Se non volete accettare l’assunto che “i fatti sono solo punti vista che possono cambiare”, allora My name is Emily non è il film per voi. Probabilmente non lo è nemmeno se non sentite dentro quella malinconia che ricorda la pioggerella irlandese.
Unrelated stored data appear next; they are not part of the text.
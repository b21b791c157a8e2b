use chain_node_toolkit::services::rewards::{
	annual_percentage_rate, annual_percentage_yield, RewardError, ReturnRates,
};
use proptest::{prelude::*, test_runner::Config};

proptest! {
	#![proptest_config(Config {
		failure_persistence: None,
		..Config::default()
	})]

	#[test]
	fn test_rate_is_percentage_of_bonded(
		amount in 0.0f64..1e15,
		bonded in 1.0f64..1e15
	) {
		let apr = annual_percentage_rate(amount, bonded).unwrap();
		prop_assert!(apr >= 0.0);
		prop_assert!((apr * bonded / 100.0 - amount).abs() <= amount.abs() * 1e-9 + 1e-9);
	}

	// Continuous compounding never yields less than the simple rate
	#[test]
	fn test_yield_at_least_rate(apr in 0.0f64..500.0) {
		let apy = annual_percentage_yield(apr);
		prop_assert!(apy >= apr);
		prop_assert!((apy - ((apr / 100.0).exp() - 1.0) * 100.0).abs() <= apy * 1e-9 + 1e-9);
	}

	#[test]
	fn test_yield_is_monotonic(a in 0.0f64..200.0, b in 0.0f64..200.0) {
		let (low, high) = if a <= b { (a, b) } else { (b, a) };
		prop_assert!(annual_percentage_yield(low) <= annual_percentage_yield(high));
	}

	#[test]
	fn test_non_positive_bonded_is_rejected(amount in 0.0f64..1e12, bonded in -1e12f64..=0.0) {
		prop_assert!(matches!(
			ReturnRates::from_amounts(amount, bonded),
			Err(RewardError::CalculationError(_))
		));
	}
}

#[test]
fn test_reference_delegator_rates() {
	let rates = ReturnRates::from_amounts(1_000_000.0, 500_000_000.0).unwrap();
	assert!((rates.apr - 0.20).abs() < 1e-12);
	assert!((rates.apy - (0.002_f64.exp() - 1.0) * 100.0).abs() < 1e-12);
}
Sicuramente legato alla malattia con cui il regista Simon Fitzmaurice ha dovuto convivere fino al 27 ottobre scorso, My name is Emily è il suo omaggio alla voglia di vivere che altro non è se non l’imparare a coesistere con la tristezza, la perdita e l’amore. Il “sogno” di My name is Emily, altro non è che una forma di redenzione: la possibilità di sopportare le difficoltà e la capacità di risollevarsi, elaborare tutto ciò che abbiamo o che ci resta senza essere ammantati dalla tristezza e dalla perdita.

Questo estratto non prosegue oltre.